■ WHAT THIS TASK INVOLVES:
Retype, word for word, every line of the records below starting at the one that contains "FROM session_counters WHERE" and ending at the one that contains "impl SessionStore for SqliteStore"; include both of those lines and nothing more.

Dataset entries

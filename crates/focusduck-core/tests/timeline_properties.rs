//! Property tests over random input sequences.

use chrono::Utc;
use focusduck_core::{
    Command, Config, FocusSession, Input, MemoryStore, SessionDriver, SessionParams,
};
use proptest::prelude::*;

fn input_strategy() -> impl Strategy<Value = Input> {
    prop_oneof![
        4 => Just(Input::Activity),
        2 => Just(Input::PageClick),
        2 => any::<bool>().prop_map(|visible| Input::Visibility { visible }),
        1 => prop_oneof![
            Just(Command::StartBreak),
            Just(Command::EndBreak),
            Just(Command::ToggleBreak),
            Just(Command::StartReading),
            Just(Command::EndReading),
            Just(Command::ToggleReading),
        ]
        .prop_map(|command| Input::Command { command }),
    ]
}

/// Steps as (delay before the step in ms, input). Delays reach past the
/// idle threshold so falls and recoveries get exercised.
fn steps_strategy() -> impl Strategy<Value = Vec<(u64, Input)>> {
    prop::collection::vec((0u64..90_000, input_strategy()), 0..40)
}

fn run(steps: &[(u64, Input)]) -> SessionDriver<MemoryStore> {
    let config = Config::default();
    let session = FocusSession::new(SessionParams::new("prop", 1_500, Utc::now()), &config);
    let mut driver = SessionDriver::new(session, MemoryStore::new(), config.session.tick_ms);
    let mut t = 0;
    for (delay, input) in steps {
        t += delay;
        driver.dispatch_at(t, input.clone());
    }
    driver.advance_to(t + 20_000);
    driver
}

proptest! {
    #[test]
    fn segments_tile_the_session_axis(steps in steps_strategy()) {
        let driver = run(&steps);
        let timeline = driver.session().timeline();
        let elapsed = driver.session().clock().elapsed_secs();

        let mut cursor = 0;
        for seg in timeline.closed_segments() {
            prop_assert_eq!(seg.start_offset_secs, cursor);
            let end = seg.end_offset_secs.expect("closed segment has an end");
            prop_assert!(end > seg.start_offset_secs);
            cursor = end;
        }
        let open = timeline.open_segment();
        prop_assert!(open.is_open());
        prop_assert_eq!(open.start_offset_secs, cursor);
        prop_assert!(open.start_offset_secs <= elapsed);
    }

    #[test]
    fn every_tick_charges_exactly_one_counter(steps in steps_strategy()) {
        let driver = run(&steps);
        let clock = driver.session().clock();
        prop_assert_eq!(clock.elapsed_secs(), driver.now_ms() / 1_000);
        prop_assert_eq!(driver.store().counters("prop"), clock);
    }

    #[test]
    fn override_flags_follow_the_open_segment(steps in steps_strategy()) {
        let driver = run(&steps);
        let s = driver.session();
        prop_assert!(!(s.is_on_break() && s.is_reading()));
        let open = s.timeline().open_segment();
        prop_assert_eq!(s.is_on_break(), open.gap_reason() == Some(focusduck_core::GapReason::Break));
        prop_assert_eq!(s.is_reading(), open.gap_reason() == Some(focusduck_core::GapReason::Reading));
    }

    #[test]
    fn milestones_never_exceed_progress(steps in steps_strategy()) {
        let driver = run(&steps);
        let progress = driver.session().progress();
        for milestone in progress.fired() {
            prop_assert!(progress.percent() >= f64::from(milestone.percent()));
        }
    }
}
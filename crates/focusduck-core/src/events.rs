use chrono::{DateTime, Utc};
use serde::{Deserialize, Serialize};

use crate::timeline::Counter;

/// Discrete session events recorded as rows by the external store.
#[derive(Debug, Clone, Copy, PartialEq, Eq, Hash, Serialize, Deserialize)]
#[serde(rename_all = "snake_case")]
pub enum SessionEventKind {
    WentIdle,
    ResumedActivity,
    WindowBlur,
    WindowFocus,
    /// The duck climbed back out of a fall and started its return celebration.
    JoyfulReturn,
}

impl SessionEventKind {
    pub fn as_str(self) -> &'static str {
        match self {
            SessionEventKind::WentIdle => "went_idle",
            SessionEventKind::ResumedActivity => "resumed_activity",
            SessionEventKind::WindowBlur => "window_blur",
            SessionEventKind::WindowFocus => "window_focus",
            SessionEventKind::JoyfulReturn => "joyful_return",
        }
    }

    pub fn parse(value: &str) -> Option<Self> {
        match value {
            "went_idle" => Some(SessionEventKind::WentIdle),
            "resumed_activity" => Some(SessionEventKind::ResumedActivity),
            "window_blur" => Some(SessionEventKind::WindowBlur),
            "window_focus" => Some(SessionEventKind::WindowFocus),
            "joyful_return" => Some(SessionEventKind::JoyfulReturn),
            _ => None,
        }
    }
}

/// One row for the session event log.
#[derive(Debug, Clone, PartialEq, Serialize, Deserialize)]
#[serde(rename_all = "camelCase")]
pub struct SessionEventRecord {
    pub session_id: String,
    pub kind: SessionEventKind,
    pub timestamp: DateTime<Utc>,
    #[serde(default, skip_serializing_if = "Option::is_none")]
    pub gap_duration_seconds: Option<u64>,
}

/// Fire-and-forget writes the session hands to the store adapter.
#[derive(Debug, Clone, PartialEq, Serialize, Deserialize)]
#[serde(tag = "op", rename_all = "snake_case")]
pub enum PersistOp {
    /// One second was counted against `counter`.
    IncrementCounter { counter: Counter },
    RecordEvent(SessionEventRecord),
}
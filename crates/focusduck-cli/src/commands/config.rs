use clap::Subcommand;
use focusduck_core::Config;

#[derive(Subcommand)]
pub enum ConfigAction {
    /// Print the effective configuration as TOML
    Show,
    /// Write the default configuration if no file exists
    Init,
    /// Print the configuration file location
    Path,
}

pub fn run(action: ConfigAction) -> Result<(), Box<dyn std::error::Error>> {
    match action {
        ConfigAction::Show => {
            let config = Config::load()?;
            print!("{}", toml::to_string_pretty(&config)?);
        }
        ConfigAction::Init => {
            let path = Config::path()?;
            if path.exists() {
                println!("config already exists: {}", path.display());
            } else {
                Config::default().save_to(&path)?;
                println!("wrote defaults to {}", path.display());
            }
        }
        ConfigAction::Path => {
            println!("{}", Config::path()?.display());
        }
    }
    Ok(())
}
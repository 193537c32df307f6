//! Goal progress with freeze support and one-shot milestones.
//!
//! The displayed percent can be pinned while the duck plays its return
//! celebration, so the bar does not jump ahead of the animation even though
//! active seconds keep accruing underneath.

use std::collections::BTreeSet;

use serde::{Deserialize, Serialize};

/// Fixed percent thresholds, each fired at most once per session.
#[derive(Debug, Clone, Copy, PartialEq, Eq, PartialOrd, Ord, Hash, Serialize, Deserialize)]
#[serde(into = "u8", try_from = "u8")]
pub enum Milestone {
    Quarter,
    Half,
    ThreeQuarters,
    Complete,
}

impl Milestone {
    pub const ALL: [Milestone; 4] = [
        Milestone::Quarter,
        Milestone::Half,
        Milestone::ThreeQuarters,
        Milestone::Complete,
    ];

    pub fn percent(self) -> u8 {
        match self {
            Milestone::Quarter => 25,
            Milestone::Half => 50,
            Milestone::ThreeQuarters => 75,
            Milestone::Complete => 100,
        }
    }
}

impl From<Milestone> for u8 {
    fn from(m: Milestone) -> Self {
        m.percent()
    }
}

impl TryFrom<u8> for Milestone {
    type Error = String;

    fn try_from(value: u8) -> Result<Self, Self::Error> {
        Milestone::ALL
            .into_iter()
            .find(|m| m.percent() == value)
            .ok_or_else(|| format!("{value} is not a milestone"))
    }
}

/// What the UI renders.
#[derive(Debug, Clone, Copy, PartialEq, Serialize, Deserialize)]
#[serde(rename_all = "camelCase")]
pub struct ProgressSnapshot {
    pub percent: f64,
    pub frozen: bool,
    pub frozen_at_active_seconds: Option<u64>,
}

/// `percent = min(active / goal * 100, 100)`, 0 when the goal is 0.
pub fn percent_of(active_seconds: u64, goal_seconds: u64) -> f64 {
    if goal_seconds == 0 {
        return 0.0;
    }
    (active_seconds as f64 / goal_seconds as f64 * 100.0).min(100.0)
}

#[derive(Debug, Clone)]
pub struct ProgressTracker {
    goal_seconds: u64,
    displayed: f64,
    frozen_at: Option<u64>,
    fired: BTreeSet<Milestone>,
}

impl ProgressTracker {
    /// Start tracking. Milestones already behind `initial_active_seconds`
    /// count as passed and will not fire.
    pub fn new(goal_seconds: u64, initial_active_seconds: u64) -> Self {
        if goal_seconds == 0 {
            tracing::warn!("session goal is zero; progress will stay at 0%");
        }
        Self {
            goal_seconds,
            displayed: percent_of(initial_active_seconds, goal_seconds),
            frozen_at: None,
            fired: BTreeSet::new(),
        }
    }

    pub fn goal_seconds(&self) -> u64 {
        self.goal_seconds
    }

    pub fn percent(&self) -> f64 {
        self.displayed
    }

    pub fn is_frozen(&self) -> bool {
        self.frozen_at.is_some()
    }

    pub fn fired(&self) -> &BTreeSet<Milestone> {
        &self.fired
    }

    pub fn snapshot(&self) -> ProgressSnapshot {
        ProgressSnapshot {
            percent: self.displayed,
            frozen: self.is_frozen(),
            frozen_at_active_seconds: self.frozen_at,
        }
    }

    /// Recompute the displayed percent. Returns milestones crossed from below.
    /// A frozen tracker ignores updates.
    pub fn update(&mut self, active_seconds: u64) -> Vec<Milestone> {
        if self.is_frozen() {
            return Vec::new();
        }
        let next = percent_of(active_seconds, self.goal_seconds);
        if next <= self.displayed {
            return Vec::new();
        }
        let previous = std::mem::replace(&mut self.displayed, next);

        let mut crossed = Vec::new();
        for milestone in Milestone::ALL {
            let threshold = f64::from(milestone.percent());
            if previous < threshold && next >= threshold && self.fired.insert(milestone) {
                tracing::info!(milestone = milestone.percent(), active_seconds, "milestone reached");
                crossed.push(milestone);
            }
        }
        crossed
    }

    /// Pin the displayed percent. Repeated freezes keep the first pin.
    pub fn freeze(&mut self, active_seconds: u64) {
        if self.frozen_at.is_none() {
            self.frozen_at = Some(active_seconds);
        }
    }

    /// Release the pin and catch up with the current active seconds.
    pub fn unfreeze(&mut self, active_seconds: u64) -> Vec<Milestone> {
        if self.frozen_at.take().is_none() {
            return Vec::new();
        }
        self.update(active_seconds)
    }
}
//! Persistence boundary for session counters and event rows.
//!
//! The engine never waits on these writes. The driver hands every
//! [`PersistOp`] to a [`SessionStore`], logs failures and moves on; the
//! in-memory timeline stays authoritative for the running session.

use std::collections::HashMap;
use std::path::Path;

use chrono::{DateTime, Utc};
use rusqlite::{params, Connection, OptionalExtension};

use crate::error::StorageError;
use crate::events::{PersistOp, SessionEventKind, SessionEventRecord};
use crate::timeline::{Counter, SessionClock};

/// Sink for per-second counter increments and discrete event rows.
pub trait SessionStore {
    fn increment_counter(&mut self, session_id: &str, counter: Counter) -> Result<(), StorageError>;

    fn record_event(&mut self, record: &SessionEventRecord) -> Result<(), StorageError>;

    fn apply(&mut self, session_id: &str, op: &PersistOp) -> Result<(), StorageError> {
        match op {
            PersistOp::IncrementCounter { counter } => self.increment_counter(session_id, *counter),
            PersistOp::RecordEvent(record) => self.record_event(record),
        }
    }
}

/// In-process store. Can be switched into a failing mode to exercise the
/// non-fatal persistence path.
#[derive(Debug, Default)]
pub struct MemoryStore {
    counters: HashMap<String, SessionClock>,
    events: Vec<SessionEventRecord>,
    failing: bool,
}

impl MemoryStore {
    pub fn new() -> Self {
        Self::default()
    }

    pub fn set_failing(&mut self, failing: bool) {
        self.failing = failing;
    }

    pub fn counters(&self, session_id: &str) -> SessionClock {
        self.counters.get(session_id).copied().unwrap_or_default()
    }

    pub fn events(&self) -> &[SessionEventRecord] {
        &self.events
    }

    fn check(&self) -> Result<(), StorageError> {
        if self.failing {
            Err(StorageError::Unavailable("memory store set to fail".into()))
        } else {
            Ok(())
        }
    }
}

impl SessionStore for MemoryStore {
    fn increment_counter(&mut self, session_id: &str, counter: Counter) -> Result<(), StorageError> {
        self.check()?;
        self.counters
            .entry(session_id.to_string())
            .or_default()
            .increment(counter);
        Ok(())
    }

    fn record_event(&mut self, record: &SessionEventRecord) -> Result<(), StorageError> {
        self.check()?;
        self.events.push(record.clone());
        Ok(())
    }
}

/// SQLite-backed store.
pub struct SqliteStore {
    conn: Connection,
}

impl SqliteStore {
    /// Open (and migrate) the database at `path`.
    pub fn open(path: &Path) -> Result<Self, StorageError> {
        let conn = Connection::open(path).map_err(|source| StorageError::OpenFailed {
            path: path.to_path_buf(),
            source,
        })?;
        let store = Self { conn };
        store.migrate()?;
        Ok(store)
    }

    /// Open an in-memory database.
    pub fn open_memory() -> Result<Self, StorageError> {
        let conn = Connection::open_in_memory()?;
        let store = Self { conn };
        store.migrate()?;
        Ok(store)
    }

    fn migrate(&self) -> Result<(), StorageError> {
        self.conn.execute_batch(
            "CREATE TABLE IF NOT EXISTS session_counters (
                session_id      TEXT PRIMARY KEY,
                active_seconds  INTEGER NOT NULL DEFAULT 0,
                idle_seconds    INTEGER NOT NULL DEFAULT 0,
                away_seconds    INTEGER NOT NULL DEFAULT 0
            );
            CREATE TABLE IF NOT EXISTS session_events (
                id                   INTEGER PRIMARY KEY AUTOINCREMENT,
                session_id           TEXT NOT NULL,
                kind                 TEXT NOT NULL,
                timestamp            TEXT NOT NULL,
                gap_duration_seconds INTEGER
            );
            CREATE INDEX IF NOT EXISTS idx_session_events_session
                ON session_events(session_id);",
        )?;
        Ok(())
    }

    pub fn counters(&self, session_id: &str) -> Result<SessionClock, StorageError> {
        let totals = self
            .conn
            .query_row(
                "SELECT active_seconds, idle_seconds, away_seconds
                 FROM session_counters WHERE session_id = ?1",
                params![session_id],
                |row| {
                    Ok(SessionClock {
                        active_seconds: row.get::<_, i64>(0)? as u64,
                        idle_seconds: row.get::<_, i64>(1)? as u64,
                        away_seconds: row.get::<_, i64>(2)? as u64,
                    })
                },
            )
            .optional()?;
        Ok(totals.unwrap_or_default())
    }

    pub fn events(&self, session_id: &str) -> Result<Vec<SessionEventRecord>, StorageError> {
        let mut stmt = self.conn.prepare(
            "SELECT session_id, kind, timestamp, gap_duration_seconds
             FROM session_events WHERE session_id = ?1 ORDER BY id",
        )?;
        let rows = stmt.query_map(params![session_id], |row| {
            let kind: String = row.get(1)?;
            let timestamp: String = row.get(2)?;
            let gap: Option<i64> = row.get(3)?;
            let kind = SessionEventKind::parse(&kind).ok_or_else(|| {
                rusqlite::Error::FromSqlConversionFailure(
                    1,
                    rusqlite::types::Type::Text,
                    format!("unknown event kind '{kind}'").into(),
                )
            })?;
            let timestamp = DateTime::parse_from_rfc3339(&timestamp)
                .map_err(|e| {
                    rusqlite::Error::FromSqlConversionFailure(
                        2,
                        rusqlite::types::Type::Text,
                        Box::new(e),
                    )
                })?
                .with_timezone(&Utc);
            Ok(SessionEventRecord {
                session_id: row.get(0)?,
                kind,
                timestamp,
                gap_duration_seconds: gap.map(|g| g as u64),
            })
        })?;
        Ok(rows.collect::<Result<Vec<_>, _>>()?)
    }
}

impl SessionStore for SqliteStore {
    fn increment_counter(&mut self, session_id: &str, counter: Counter) -> Result<(), StorageError> {
        let column = match counter {
            Counter::Active => "active_seconds",
            Counter::Idle => "idle_seconds",
            Counter::Away => "away_seconds",
        };
        let sql = format!(
            "INSERT INTO session_counters (session_id, {column}) VALUES (?1, 1)
             ON CONFLICT(session_id) DO UPDATE SET {column} = {column} + 1"
        );
        self.conn.execute(&sql, params![session_id])?;
        Ok(())
    }

    fn record_event(&mut self, record: &SessionEventRecord) -> Result<(), StorageError> {
        self.conn.execute(
            "INSERT INTO session_events (session_id, kind, timestamp, gap_duration_seconds)
             VALUES (?1, ?2, ?3, ?4)",
            params![
                record.session_id,
                record.kind.as_str(),
                record.timestamp.to_rfc3339(),
                record.gap_duration_seconds.map(|g| g as i64),
            ],
        )?;
        Ok(())
    }
}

■ EXPECTED ANSWER:
                 FROM session_counters WHERE session_id = ?1",
                params![session_id],
                |row| {
                    Ok(SessionClock {
                        active_seconds: row.get::<_, i64>(0)? as u64,
                        idle_seconds: row.get::<_, i64>(1)? as u64,
                        away_seconds: row.get::<_, i64>(2)? as u64,
                    })
                },
            )
            .optional()?;
        Ok(totals.unwrap_or_default())
    }

    pub fn events(&self, session_id: &str) -> Result<Vec<SessionEventRecord>, StorageError> {
        let mut stmt = self.conn.prepare(
            "SELECT session_id, kind, timestamp, gap_duration_seconds
             FROM session_events WHERE session_id = ?1 ORDER BY id",
        )?;
        let rows = stmt.query_map(params![session_id], |row| {
            let kind: String = row.get(1)?;
            let timestamp: String = row.get(2)?;
            let gap: Option<i64> = row.get(3)?;
            let kind = SessionEventKind::parse(&kind).ok_or_else(|| {
                rusqlite::Error::FromSqlConversionFailure(
                    1,
                    rusqlite::types::Type::Text,
                    format!("unknown event kind '{kind}'").into(),
                )
            })?;
            let timestamp = DateTime::parse_from_rfc3339(&timestamp)
                .map_err(|e| {
                    rusqlite::Error::FromSqlConversionFailure(
                        2,
                        rusqlite::types::Type::Text,
                        Box::new(e),
                    )
                })?
                .with_timezone(&Utc);
            Ok(SessionEventRecord {
                session_id: row.get(0)?,
                kind,
                timestamp,
                gap_duration_seconds: gap.map(|g| g as u64),
            })
        })?;
        Ok(rows.collect::<Result<Vec<_>, _>>()?)
    }
}

impl SessionStore for SqliteStore {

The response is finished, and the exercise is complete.